To find most of the people of White Cliffs, you have to go down. In this scorched corner of outback New South Wales, where summer days routinely climb past 36 degrees and the landscape is a moonscape of pale spoil heaps, the residents long ago made a logical bargain with the heat: they dug their homes into the hills. Around 140 underground dwellings - 'dugouts' - honeycomb the ridges here, holding a steady, blessed 20 to 22 degrees while the surface bakes. You can sleep underground too, in one of the town's subterranean motels. It is one of the strangest, most ingenious small communities in Australia, and the opal that started it all still glints in the rock beneath the floor.
White Cliffs owes its existence to a hunting trip gone slightly sideways. The first Australian opal was found in this area in 1872, when a party of kangaroo hunters was working the low stony country. One of them, tracking a wounded kangaroo over the rises, stooped to pick up a pretty stone that had caught his eye. Back at camp the group suspected it might be opal, and the local jeweller confirmed it - advising them, sensibly, that there was more money in the ground than in kangaroo skins. There was a wrinkle, though: when they went to file a claim, opal had not yet been listed as a gemstone under the law. So the first opal claim in the district was lodged, of all things, under the Gold Mining Act.

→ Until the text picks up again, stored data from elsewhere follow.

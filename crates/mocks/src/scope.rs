use std::future::Future;
use std::sync::atomic::{AtomicBool, Ordering};
use std::sync::{Arc, Mutex};

use thiserror::Error;

use crate::router::{MockRouter, MockService};
use crate::routes::{ConfigError, RouteManager, RouteTable};

/// Set while a scope is live. A single interception hook may exist per
/// process: beginning a second scope while one is active is rejected.
static SCOPE_ACTIVE: AtomicBool = AtomicBool::new(false);

/// Scope-exit verification failures. The two variants are mutually
/// exclusive per verification pass: unmatched requests win over
/// never-called routes when both exist.
#[derive(Error, Debug)]
pub enum VerifyError {
    #[error("requests were issued for routes that were never registered:\n\t{}", .routes.join("\n\t"))]
    RouteNotFound { routes: Vec<String> },

    #[error("these routes were registered but never called:\n\t{}", .routes.join("\n\t"))]
    RouteNotCalled { routes: Vec<String> },
}

/// MockScope owns one interception window: beginning it claims the
/// process-wide hook and allocates a fresh route table; ending it releases
/// the hook and checks that every expectation was consumed and every
/// request matched.
///
/// [`MockScope::verify`] is the intended exit. Dropping the scope without
/// verifying still releases the hook (so an unwinding test does not wedge
/// the process) but surfaces nothing; leftovers are debug-logged only.
pub struct MockScope {
    table: Arc<Mutex<RouteTable>>,
    router: MockRouter,
    released: bool,
}

impl MockScope {
    /// Claims the process-wide interception hook and starts a scope with an
    /// empty table.
    pub fn begin() -> Result<Self, ConfigError> {
        if SCOPE_ACTIVE.swap(true, Ordering::SeqCst) {
            return Err(ConfigError::ScopeAlreadyActive);
        }
        wren_logs::debug!("mock scope installed");

        let table = Arc::new(Mutex::new(RouteTable::default()));
        let router = MockRouter::new(table.clone());
        Ok(Self {
            table,
            router,
            released: false,
        })
    }

    /// The registration handle for this scope.
    pub fn routes(&self) -> RouteManager {
        RouteManager::new(self.table.clone())
    }

    /// The interception seam for this scope, to be injected into the code
    /// under test in place of its real transport.
    pub fn service(&self) -> MockService {
        MockService::new(self.router.clone())
    }

    /// Ends the scope: releases the hook, then fails if any request went
    /// unmatched or any expectation is still pending. Unmatched requests
    /// take priority and suppress the pending-routes report.
    pub fn verify(mut self) -> Result<(), VerifyError> {
        self.release();
        let table = self.table.lock().expect("lock poisoned");
        verify_table(&table)
    }

    fn release(&mut self) {
        if !self.released {
            self.released = true;
            SCOPE_ACTIVE.store(false, Ordering::SeqCst);
            wren_logs::debug!("mock scope released");
        }
    }
}

impl Drop for MockScope {
    fn drop(&mut self) {
        if self.released {
            return;
        }
        self.release();
        if let Ok(table) = self.table.lock() {
            for line in table.unmatched() {
                wren_logs::debug!("scope dropped with an unmatched request: {}", line);
            }
            for (key, count) in table.pending() {
                wren_logs::debug!("scope dropped with {} pending expectation(s) for {}", count, key);
            }
        }
    }
}

fn verify_table(table: &RouteTable) -> Result<(), VerifyError> {
    let unmatched = table.unmatched();
    if !unmatched.is_empty() {
        return Err(VerifyError::RouteNotFound {
            routes: unmatched.to_vec(),
        });
    }

    let pending: Vec<String> = table
        .pending()
        .into_iter()
        .map(|(key, count)| format!("{key} ({count} pending)"))
        .collect();
    if !pending.is_empty() {
        return Err(VerifyError::RouteNotCalled { routes: pending });
    }

    Ok(())
}

/// Runs `f` inside a fresh mock scope and verifies on the way out.
///
/// The closure receives the scope's registration handle and its
/// interception service. The hook is released unconditionally once the
/// closure's future settles; verification always runs, but an error
/// returned by the closure takes precedence over verification failures
/// (which are then only debug-logged).
pub async fn with_mock_routes<T, F, Fut>(f: F) -> anyhow::Result<T>
where
    F: FnOnce(RouteManager, MockService) -> Fut,
    Fut: Future<Output = anyhow::Result<T>>,
{
    let scope = MockScope::begin()?;
    match f(scope.routes(), scope.service()).await {
        Ok(value) => {
            scope.verify()?;
            Ok(value)
        }
        Err(err) => {
            if let Err(verify_err) = scope.verify() {
                wren_logs::debug!("verification also failed: {}", verify_err);
            }
            Err(err)
        }
    }
}
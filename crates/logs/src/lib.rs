/// Feature-gated logging macros for the wren workspace: each level forwards
/// to the tracing crate only when its `log_*` feature is enabled, so release
/// builds carry no logging cost for levels that were compiled out.

#[macro_export]
macro_rules! info {
    ($($t:tt)*) => {
        if cfg!(feature = "log_info") {
            tracing::info!($($t)*);
        }
    };
}

#[macro_export]
macro_rules! warn {
    ($($t:tt)*) => {
        if cfg!(feature = "log_warnings") {
            tracing::warn!($($t)*);
        }
    };
}

#[macro_export]
macro_rules! debug {
    ($($t:tt)*) => {
        if cfg!(feature = "log_debug") {
            tracing::debug!($($t)*);
        }
    };
}

#[macro_export]
macro_rules! error {
    ($($t:tt)*) => {
        if cfg!(feature = "log_errors") {
            tracing::error!($($t)*);
        }
    };
}
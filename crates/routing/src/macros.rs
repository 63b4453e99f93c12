#[macro_export]
macro_rules! field_method {
    ($field_name:ident, $type_name:ty) => {
        #[inline]
        pub fn $field_name(&self) -> &$type_name {
            &self.$field_name
        }
    };
}

#[macro_export]
macro_rules! field_method_as_mut {
    ($method_name:ident, $field_name:ident, $type_name:ty) => {
        #[inline]
        pub fn $method_name(&mut self) -> &mut $type_name {
            &mut self.$field_name
        }
    };
}

#[macro_export]
macro_rules! set_field_method_as_mut {
    ($method_name:ident, $field_name:ident, $type_name:ty) => {
        #[inline]
        pub fn $method_name(&mut self, value: $type_name) {
            self.$field_name = value;
        }
    };
}
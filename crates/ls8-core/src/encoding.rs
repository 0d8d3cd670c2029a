/// Opcode bit marking operations routed through the ALU.
pub const ALU_BIT: u8 = 0b0010_0000;
/// Shift of the two-bit operand-count field at the top of the opcode.
pub const OPERAND_COUNT_SHIFT: u8 = 6;

/// Assigned LS-8 opcodes.
#[derive(Debug, Clone, Copy, PartialEq, Eq, Hash)]
#[cfg_attr(feature = "serde", derive(serde::Deserialize, serde::Serialize))]
#[repr(u8)]
#[allow(missing_docs)]
pub enum Opcode {
    Nop = 0x00,
    Hlt = 0x01,
    Ret = 0x11,
    Push = 0x45,
    Pop = 0x46,
    Prn = 0x47,
    Call = 0x50,
    Jmp = 0x54,
    Jeq = 0x55,
    Jne = 0x56,
    Jgt = 0x57,
    Jlt = 0x58,
    Jle = 0x59,
    Jge = 0x5A,
    Inc = 0x65,
    Dec = 0x66,
    Not = 0x69,
    Ldi = 0x82,
    Add = 0xA0,
    Sub = 0xA1,
    Mul = 0xA2,
    Div = 0xA3,
    Mod = 0xA4,
    Cmp = 0xA7,
    And = 0xA8,
    Or = 0xAA,
    Xor = 0xAB,
    Shl = 0xAC,
    Shr = 0xAD,
}

/// Single source-of-truth opcode table: `(byte, opcode, mnemonic)`.
///
/// Any byte not present here is an unknown opcode by definition.
pub const OPCODE_TABLE: &[(u8, Opcode, &str)] = &[
    (0x00, Opcode::Nop, "NOP"),
    (0x01, Opcode::Hlt, "HLT"),
    (0x11, Opcode::Ret, "RET"),
    (0x45, Opcode::Push, "PUSH"),
    (0x46, Opcode::Pop, "POP"),
    (0x47, Opcode::Prn, "PRN"),
    (0x50, Opcode::Call, "CALL"),
    (0x54, Opcode::Jmp, "JMP"),
    (0x55, Opcode::Jeq, "JEQ"),
    (0x56, Opcode::Jne, "JNE"),
    (0x57, Opcode::Jgt, "JGT"),
    (0x58, Opcode::Jlt, "JLT"),
    (0x59, Opcode::Jle, "JLE"),
    (0x5A, Opcode::Jge, "JGE"),
    (0x65, Opcode::Inc, "INC"),
    (0x66, Opcode::Dec, "DEC"),
    (0x69, Opcode::Not, "NOT"),
    (0x82, Opcode::Ldi, "LDI"),
    (0xA0, Opcode::Add, "ADD"),
    (0xA1, Opcode::Sub, "SUB"),
    (0xA2, Opcode::Mul, "MUL"),
    (0xA3, Opcode::Div, "DIV"),
    (0xA4, Opcode::Mod, "MOD"),
    (0xA7, Opcode::Cmp, "CMP"),
    (0xA8, Opcode::And, "AND"),
    (0xAA, Opcode::Or, "OR"),
    (0xAB, Opcode::Xor, "XOR"),
    (0xAC, Opcode::Shl, "SHL"),
    (0xAD, Opcode::Shr, "SHR"),
];

impl Opcode {
    /// Decodes an opcode byte. `None` means unknown opcode.
    #[must_use]
    pub fn decode(byte: u8) -> Option<Self> {
        OPCODE_TABLE
            .iter()
            .find_map(|(entry_byte, opcode, _)| (*entry_byte == byte).then_some(*opcode))
    }

    /// Returns the opcode byte.
    #[must_use]
    pub const fn as_u8(self) -> u8 {
        self as u8
    }

    /// Returns the assembler mnemonic.
    #[must_use]
    pub fn mnemonic(self) -> &'static str {
        OPCODE_TABLE
            .iter()
            .find_map(|(_, opcode, mnemonic)| (*opcode == self).then_some(*mnemonic))
            .unwrap_or("???")
    }

    /// Number of operand bytes, from the top two opcode bits.
    #[must_use]
    pub const fn operand_count(self) -> u8 {
        self.as_u8() >> OPERAND_COUNT_SHIFT
    }

    /// Instruction width in bytes (opcode plus operands).
    #[must_use]
    pub const fn width(self) -> u8 {
        1 + self.operand_count()
    }

    /// Returns `true` for opcodes routed through the ALU.
    #[must_use]
    pub const fn is_alu(self) -> bool {
        (self.as_u8() & ALU_BIT) != 0
    }
}
use crate::FaultCode;

/// Execution-state machine for host-observable core control flow.
#[derive(Debug, Clone, Copy, PartialEq, Eq, Hash, Default)]
#[cfg_attr(feature = "serde", derive(serde::Deserialize, serde::Serialize))]
pub enum RunState {
    /// Ready to execute the next instruction.
    #[default]
    Running,
    /// `HLT` retired; the run is over.
    Halted,
    /// A fault is latched and no further progress is possible without reset.
    Faulted(FaultCode),
}

impl RunState {
    /// Returns the latched fault, if this state is faulted.
    #[must_use]
    pub const fn latched_fault(self) -> Option<FaultCode> {
        match self {
            Self::Faulted(cause) => Some(cause),
            Self::Running | Self::Halted => None,
        }
    }

    /// Returns `true` once the machine can no longer make progress.
    #[must_use]
    pub const fn is_terminal(self) -> bool {
        !matches!(self, Self::Running)
    }
}
use std::fmt;

use thiserror::Error;

/// Fault classes used to label diagnostics.
#[derive(Debug, Clone, Copy, PartialEq, Eq, Hash)]
#[cfg_attr(feature = "serde", derive(serde::Deserialize, serde::Serialize))]
pub enum FaultClass {
    /// The opcode byte could not be decoded into a known instruction.
    Decode,
    /// A decoded instruction could not complete.
    Execute,
}

impl fmt::Display for FaultClass {
    fn fmt(&self, f: &mut fmt::Formatter<'_>) -> fmt::Result {
        match self {
            Self::Decode => write!(f, "decode"),
            Self::Execute => write!(f, "execute"),
        }
    }
}

/// Stable fault taxonomy for the execution engine.
///
/// Every fault is terminal: the run loop latches it into
/// [`RunState::Faulted`](crate::RunState::Faulted) and executes nothing further.
#[derive(Debug, Clone, Copy, PartialEq, Eq, Hash, Error)]
#[cfg_attr(feature = "serde", derive(serde::Deserialize, serde::Serialize))]
#[repr(u8)]
pub enum FaultCode {
    /// Opcode byte is not present in the opcode table.
    #[error("unknown opcode")]
    UnknownOpcode = 0x01,
    /// Opcode is routed to the ALU but has no ALU operation mapping.
    #[error("unsupported alu operation")]
    UnsupportedAluOperation = 0x02,
    /// `DIV` or `MOD` with a zero divisor.
    #[error("division by zero")]
    DivisionByZero = 0x03,
    /// Register operand byte outside `0..=7`.
    #[error("register operand out of range")]
    InvalidRegister = 0x04,
}

impl FaultCode {
    /// Converts a fault code to its stable byte value.
    #[must_use]
    pub const fn as_u8(self) -> u8 {
        self as u8
    }

    /// Returns the diagnostics fault class for this fault code.
    #[must_use]
    pub const fn class(self) -> FaultClass {
        match self {
            Self::UnknownOpcode => FaultClass::Decode,
            Self::UnsupportedAluOperation | Self::DivisionByZero | Self::InvalidRegister => {
                FaultClass::Execute
            }
        }
    }
}
//! FL update behaviors for different instruction classes.

/// Describes how `FL` should be updated after an instruction executes.
#[derive(Debug, Clone, Copy, PartialEq, Eq, Default)]
pub enum FlagsUpdate {
    /// No change to `FL`.
    #[default]
    None,
    /// Replace `FL` with a compare result.
    Set(u8),
}
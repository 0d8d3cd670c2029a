//! Machine state model primitives.

/// Register file types and storage model.
pub mod registers;
/// Run-loop state machine.
pub mod run_state;

pub use registers::{
    GeneralRegister, RegisterFile, FLAGS_ACTIVE_MASK, FLAGS_E, FLAGS_G, FLAGS_L,
    GENERAL_REGISTER_COUNT, SP_RESET_VALUE,
};
pub use run_state::RunState;
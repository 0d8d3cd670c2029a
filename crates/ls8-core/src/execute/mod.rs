//! Instruction execution pipeline for the LS-8.
//!
//! Every instruction goes through the same sequence:
//! 1. Fetch the opcode byte at `PC` and the two bytes after it
//! 2. Decode the opcode, faulting on unknown bytes
//! 3. Read source registers and memory
//! 4. Compute the result, recording pending effects in an [`ExecuteState`]
//! 5. Commit memory, `SP`, destination register, `FL` and `PC`
//!
//! Faults are raised in steps 2 to 4, so a faulting instruction produces no
//! partial side effects.

mod flags;

pub use flags::FlagsUpdate;

use crate::alu::{self, AluOp, AluResult};
use crate::state::{GeneralRegister, RunState, FLAGS_E, FLAGS_G, FLAGS_L};
use crate::{
    CoreConfig, CoreState, FaultCode, Opcode, OutputSink, RunOutcome, StepOutcome, Termination,
    TraceEvent, TraceSink,
};

/// Instruction bytes read at `PC`.
///
/// Both operand bytes are always fetched, whether or not the opcode uses them.
#[derive(Debug, Clone, Copy, PartialEq, Eq, Hash)]
pub struct FetchedInstruction {
    /// Address the opcode was fetched from.
    pub pc: u8,
    /// Decoded opcode.
    pub opcode: Opcode,
    /// Byte at `PC + 1`.
    pub operand_a: u8,
    /// Byte at `PC + 2`.
    pub operand_b: u8,
}

/// Reads the instruction window at `PC` and decodes its opcode.
///
/// # Errors
///
/// Returns [`FaultCode::UnknownOpcode`] when the byte at `PC` is not in the
/// opcode table.
pub fn fetch(state: &CoreState) -> Result<FetchedInstruction, FaultCode> {
    let pc = state.registers.pc();
    let [opcode_byte, operand_a, operand_b] = state.memory.read_window(pc);
    let opcode = Opcode::decode(opcode_byte).ok_or(FaultCode::UnknownOpcode)?;

    Ok(FetchedInstruction {
        pc,
        opcode,
        operand_a,
        operand_b,
    })
}

/// Side effects accumulated by a handler, applied by [`commit_execution`].
#[derive(Debug, Clone, PartialEq, Eq, Default)]
pub struct ExecuteState {
    /// Destination register for a result.
    pub dest_reg: Option<GeneralRegister>,
    /// Value to write to the destination register.
    pub dest_value: Option<u8>,
    /// New stack pointer.
    pub next_sp: Option<u8>,
    /// Address for a memory write.
    pub memory_addr: Option<u8>,
    /// Value to write at `memory_addr`.
    pub memory_write_value: Option<u8>,
    /// `FL` update to apply.
    pub flags_update: FlagsUpdate,
    /// New `PC`. `None` leaves `PC` on the current instruction.
    pub next_pc: Option<u8>,
    /// Value printed by `PRN`.
    pub output_value: Option<u8>,
    /// Whether the machine halts after this instruction.
    pub halt: bool,
}

/// Runs the handler for `instr` against a read-only view of the machine.
///
/// # Errors
///
/// Returns the fault raised by the handler. No state has been modified when
/// this returns an error.
pub fn execute_instruction(
    instr: &FetchedInstruction,
    state: &CoreState,
    config: &CoreConfig,
) -> Result<ExecuteState, FaultCode> {
    let width = if instr.opcode.is_alu() {
        config.alu_stride.width(instr.opcode)
    } else {
        instr.opcode.width()
    };
    let next_pc = instr.pc.wrapping_add(width);
    let mut exec = ExecuteState::default();

    match instr.opcode {
        Opcode::Nop => execute_nop(&mut exec, next_pc),
        Opcode::Hlt => execute_halt(&mut exec),
        Opcode::Ldi => execute_ldi(instr, &mut exec, next_pc)?,
        Opcode::Prn => execute_prn(instr, state, &mut exec, next_pc)?,
        Opcode::Push => execute_push(instr, state, &mut exec, next_pc)?,
        Opcode::Pop => execute_pop(instr, state, &mut exec, next_pc)?,
        Opcode::Call => execute_call(instr, state, &mut exec, next_pc)?,
        Opcode::Ret => execute_ret(state, &mut exec),
        Opcode::Jmp => execute_branch(instr, state, &mut exec, next_pc, BranchOp::Always)?,
        Opcode::Jeq => execute_branch(instr, state, &mut exec, next_pc, BranchOp::Eq)?,
        Opcode::Jne => execute_branch(instr, state, &mut exec, next_pc, BranchOp::Ne)?,
        Opcode::Jgt => execute_branch(instr, state, &mut exec, next_pc, BranchOp::Gt)?,
        Opcode::Jlt => execute_branch(instr, state, &mut exec, next_pc, BranchOp::Lt)?,
        Opcode::Jle => execute_branch(instr, state, &mut exec, next_pc, BranchOp::Le)?,
        Opcode::Jge => execute_branch(instr, state, &mut exec, next_pc, BranchOp::Ge)?,
        Opcode::Add
        | Opcode::Sub
        | Opcode::Mul
        | Opcode::Div
        | Opcode::Mod
        | Opcode::Inc
        | Opcode::Dec
        | Opcode::Cmp
        | Opcode::And
        | Opcode::Not
        | Opcode::Or
        | Opcode::Xor
        | Opcode::Shl
        | Opcode::Shr => execute_alu(instr, state, &mut exec, next_pc)?,
    }

    Ok(exec)
}

/// Applies the side effects recorded by a successful handler.
///
/// `SP` is committed before the destination register. Handlers that target
/// `R7` fold the stack adjustment into the value they record.
pub fn commit_execution(state: &mut CoreState, exec: &ExecuteState, output: &mut dyn OutputSink) {
    if let (Some(addr), Some(value)) = (exec.memory_addr, exec.memory_write_value) {
        state.memory.write(addr, value);
    }

    if let Some(sp) = exec.next_sp {
        state.registers.set_sp(sp);
    }

    if let (Some(dest), Some(value)) = (exec.dest_reg, exec.dest_value) {
        state.registers.set(dest, value);
    }

    match exec.flags_update {
        FlagsUpdate::None => {}
        FlagsUpdate::Set(flags) => state.registers.set_flags(flags),
    }

    if let Some(pc) = exec.next_pc {
        state.registers.set_pc(pc);
    }

    if let Some(value) = exec.output_value {
        output.emit(value);
    }
}

/// Executes exactly one instruction.
///
/// A machine that is already halted or faulted reports its terminal outcome
/// again without executing anything.
pub fn step_one(
    state: &mut CoreState,
    config: &CoreConfig,
    output: &mut dyn OutputSink,
) -> StepOutcome {
    if state.run_state.is_terminal() {
        return state
            .run_state
            .latched_fault()
            .map_or(StepOutcome::Halted, |cause| StepOutcome::Fault { cause });
    }

    let executed = fetch(state).and_then(|instr| {
        execute_instruction(&instr, state, config).map(|exec| (instr.opcode, exec))
    });

    match executed {
        Ok((opcode, exec)) => {
            commit_execution(state, &exec, output);
            if exec.halt {
                state.run_state = RunState::Halted;
                StepOutcome::Halted
            } else {
                StepOutcome::Retired { opcode }
            }
        }
        Err(cause) => {
            state.run_state = RunState::Faulted(cause);
            StepOutcome::Fault { cause }
        }
    }
}

/// Resets the register file and executes until halt, fault, or the host step
/// budget runs out. Memory is left as loaded.
pub fn run(
    state: &mut CoreState,
    config: &CoreConfig,
    output: &mut dyn OutputSink,
    trace: &mut dyn TraceSink,
) -> RunOutcome {
    let mut emit = |event| {
        if config.tracing_enabled {
            trace.on_event(event);
        }
    };

    state.reset_canonical();
    let mut steps = 0_u64;

    loop {
        if config.step_budget.is_some_and(|budget| steps >= budget) {
            return RunOutcome {
                steps,
                termination: Termination::BudgetExhausted,
            };
        }

        let pc = state.registers.pc();
        emit(TraceEvent::InstructionStart(state.trace_snapshot()));

        let outcome = step_one(state, config, output);
        steps += 1;

        let termination = match outcome {
            StepOutcome::Retired { .. } => {
                emit(TraceEvent::InstructionRetired {
                    pc,
                    next_pc: state.registers.pc(),
                });
                continue;
            }
            StepOutcome::Halted => {
                emit(TraceEvent::Halted { pc });
                Termination::Halted
            }
            StepOutcome::Fault { cause } => {
                emit(TraceEvent::FaultRaised { cause, pc });
                Termination::Faulted(cause)
            }
        };

        return RunOutcome { steps, termination };
    }
}

fn register_operand(byte: u8) -> Result<GeneralRegister, FaultCode> {
    GeneralRegister::from_operand(byte).ok_or(FaultCode::InvalidRegister)
}

fn execute_nop(exec: &mut ExecuteState, next_pc: u8) {
    exec.next_pc = Some(next_pc);
}

fn execute_halt(exec: &mut ExecuteState) {
    exec.halt = true;
}

fn execute_ldi(
    instr: &FetchedInstruction,
    exec: &mut ExecuteState,
    next_pc: u8,
) -> Result<(), FaultCode> {
    let rd = register_operand(instr.operand_a)?;

    exec.dest_reg = Some(rd);
    exec.dest_value = Some(instr.operand_b);
    exec.next_pc = Some(next_pc);
    Ok(())
}

fn execute_prn(
    instr: &FetchedInstruction,
    state: &CoreState,
    exec: &mut ExecuteState,
    next_pc: u8,
) -> Result<(), FaultCode> {
    let ra = register_operand(instr.operand_a)?;

    exec.output_value = Some(state.registers.get(ra));
    exec.next_pc = Some(next_pc);
    Ok(())
}

fn execute_push(
    instr: &FetchedInstruction,
    state: &CoreState,
    exec: &mut ExecuteState,
    next_pc: u8,
) -> Result<(), FaultCode> {
    let ra = register_operand(instr.operand_a)?;

    let sp = state.registers.sp().wrapping_sub(1);
    let value = if ra == GeneralRegister::SP {
        sp
    } else {
        state.registers.get(ra)
    };
    exec.next_sp = Some(sp);
    exec.memory_addr = Some(sp);
    exec.memory_write_value = Some(value);
    exec.next_pc = Some(next_pc);
    Ok(())
}

fn execute_pop(
    instr: &FetchedInstruction,
    state: &CoreState,
    exec: &mut ExecuteState,
    next_pc: u8,
) -> Result<(), FaultCode> {
    let rd = register_operand(instr.operand_a)?;

    let sp = state.registers.sp();
    let value = state.memory.read(sp);
    exec.dest_reg = Some(rd);
    if rd == GeneralRegister::SP {
        // The increment applies to the value just loaded into SP.
        exec.dest_value = Some(value.wrapping_add(1));
    } else {
        exec.dest_value = Some(value);
        exec.next_sp = Some(sp.wrapping_add(1));
    }
    exec.next_pc = Some(next_pc);
    Ok(())
}

fn execute_call(
    instr: &FetchedInstruction,
    state: &CoreState,
    exec: &mut ExecuteState,
    next_pc: u8,
) -> Result<(), FaultCode> {
    let ra = register_operand(instr.operand_a)?;

    let sp = state.registers.sp().wrapping_sub(1);
    let target = if ra == GeneralRegister::SP {
        sp
    } else {
        state.registers.get(ra)
    };
    exec.next_sp = Some(sp);
    exec.memory_addr = Some(sp);
    exec.memory_write_value = Some(next_pc);
    exec.next_pc = Some(target);
    Ok(())
}

fn execute_ret(state: &CoreState, exec: &mut ExecuteState) {
    let sp = state.registers.sp();
    exec.next_pc = Some(state.memory.read(sp));
    exec.next_sp = Some(sp.wrapping_add(1));
}

#[derive(Clone, Copy)]
enum BranchOp {
    Always,
    Eq,
    Ne,
    Gt,
    Lt,
    Le,
    Ge,
}

fn execute_branch(
    instr: &FetchedInstruction,
    state: &CoreState,
    exec: &mut ExecuteState,
    next_pc: u8,
    op: BranchOp,
) -> Result<(), FaultCode> {
    let ra = register_operand(instr.operand_a)?;

    let regs = &state.registers;
    let taken = match op {
        BranchOp::Always => true,
        BranchOp::Eq => regs.flag_is_set(FLAGS_E),
        BranchOp::Ne => !regs.flag_is_set(FLAGS_E),
        BranchOp::Gt => regs.flag_is_set(FLAGS_G),
        BranchOp::Lt => regs.flag_is_set(FLAGS_L),
        BranchOp::Le => regs.flag_is_set(FLAGS_L) || regs.flag_is_set(FLAGS_E),
        BranchOp::Ge => regs.flag_is_set(FLAGS_G) || regs.flag_is_set(FLAGS_E),
    };

    exec.next_pc = Some(if taken { regs.get(ra) } else { next_pc });
    Ok(())
}

fn execute_alu(
    instr: &FetchedInstruction,
    state: &CoreState,
    exec: &mut ExecuteState,
    next_pc: u8,
) -> Result<(), FaultCode> {
    let op = AluOp::from_opcode(instr.opcode).ok_or(FaultCode::UnsupportedAluOperation)?;

    let rd = register_operand(instr.operand_a)?;
    let reg_a = state.registers.get(rd);
    let reg_b = if op.is_unary() {
        0
    } else {
        state.registers.get(register_operand(instr.operand_b)?)
    };

    match alu::evaluate(op, reg_a, reg_b)? {
        AluResult::Value(value) => {
            exec.dest_reg = Some(rd);
            exec.dest_value = Some(value);
        }
        AluResult::Flags(flags) => exec.flags_update = FlagsUpdate::Set(flags),
    }

    exec.next_pc = Some(next_pc);
    Ok(())
}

The town proper took shape in the late nineteenth century once opal mining began in earnest, and it has been mined ever since. By the early 1900s the field was booming; the population swelled with seasonal diggers, and the surrounding plain filled with the white mullock heaps that give the place its lunar look. The genius of White Cliffs was its response to the climate. Rather than swelter in tin and timber, miners converted worked-out shafts and dug fresh chambers straight into the hillsides, creating cool, quiet homes shielded from a sun that can be merciless. Today, with the easy opal long since worked over, those dugouts have become the town's signature draw, and White Cliffs leans increasingly on visitors curious to spend a night beneath the desert.
For a town of a few hundred souls, White Cliffs has produced an outsized legend. In December 1905, in this remote opal settlement, Bill O'Reilly was born - the son of the district's first schoolteacher. He would grow into one of the most feared bowlers cricket has ever known, a fierce, unorthodox leg-spinner nicknamed 'Tiger' who tormented batsmen through the 1930s. The verdict on him came from the highest possible authority: Sir Donald Bradman, the greatest batsman of all time, said O'Reilly was the finest bowler he had ever faced or even watched. From a cradle in the outback to the front rank of the game, the Tiger carried his hometown's name onto the world's great cricket grounds.
White Cliffs has a quieter claim to fame, and it points the opposite direction from the dugouts - straight up at the relentless sun. In 1981 the town became the site of Australia's first solar power station, a ring of fourteen parabolic mirrored dishes built to turn that abundant outback sunlight into electricity. Originally rated at 25 kilowatts and later upgraded in 1996 to 45 kilowatts using the same collector dishes and improved technology, the array was, by many accounts, among the first commercial solar power stations in the world - a distinction recognised by engineering heritage bodies in 2006. It was a fitting experiment for a place that had already spent a century learning to live with, and outwit, its punishing climate.
What holds White Cliffs together, beyond opal and ingenuity, is a kind of stubborn outback continuity. The primary school opened in 1895 and has run without a break ever since - no small feat 255 kilometres from Broken Hill and 93 from Wilcannia, with barely 250 millimetres of rain in an average year. The town made enough of an impression on the writer Bill Bryson that he stopped here while researching his Australian travelogue, drawn, like everyone, by the spectacle of a community that lives below the ground it mines. Sweltering summers, gentle winters, opal in the rock, and homes carved into the hills: White Cliffs is the outback distilled, a place where, as one visitor put it, the desert does all sorts of strange things.
White Cliffs sits at 30.85°S, 143.08°E in far-western New South Wales, about 255 km north-east of Broken Hill and 93 km north of Wilcannia. From the air the town is unmistakable: a vast field of pale opal mullock heaps stippling the red plain like a scattering of white dots, far more visible than the low buildings themselves. There is a small local airstrip at White Cliffs (ICAO YWLC) suitable for light aircraft. Broken Hill Airport (YBHI) to the south-west is the nearest major aerodrome for fuel and services, with Cobar (YCBA) well to the east as an alternate. This is hot, dry, sparsely populated country with typically excellent long-range visibility, but extreme summer heat, isolated terrain, and limited services demand generous fuel and water reserves. The mullock fields read clearly from a circuit at 1,500-2,500 ft AGL, especially in low morning or evening sun.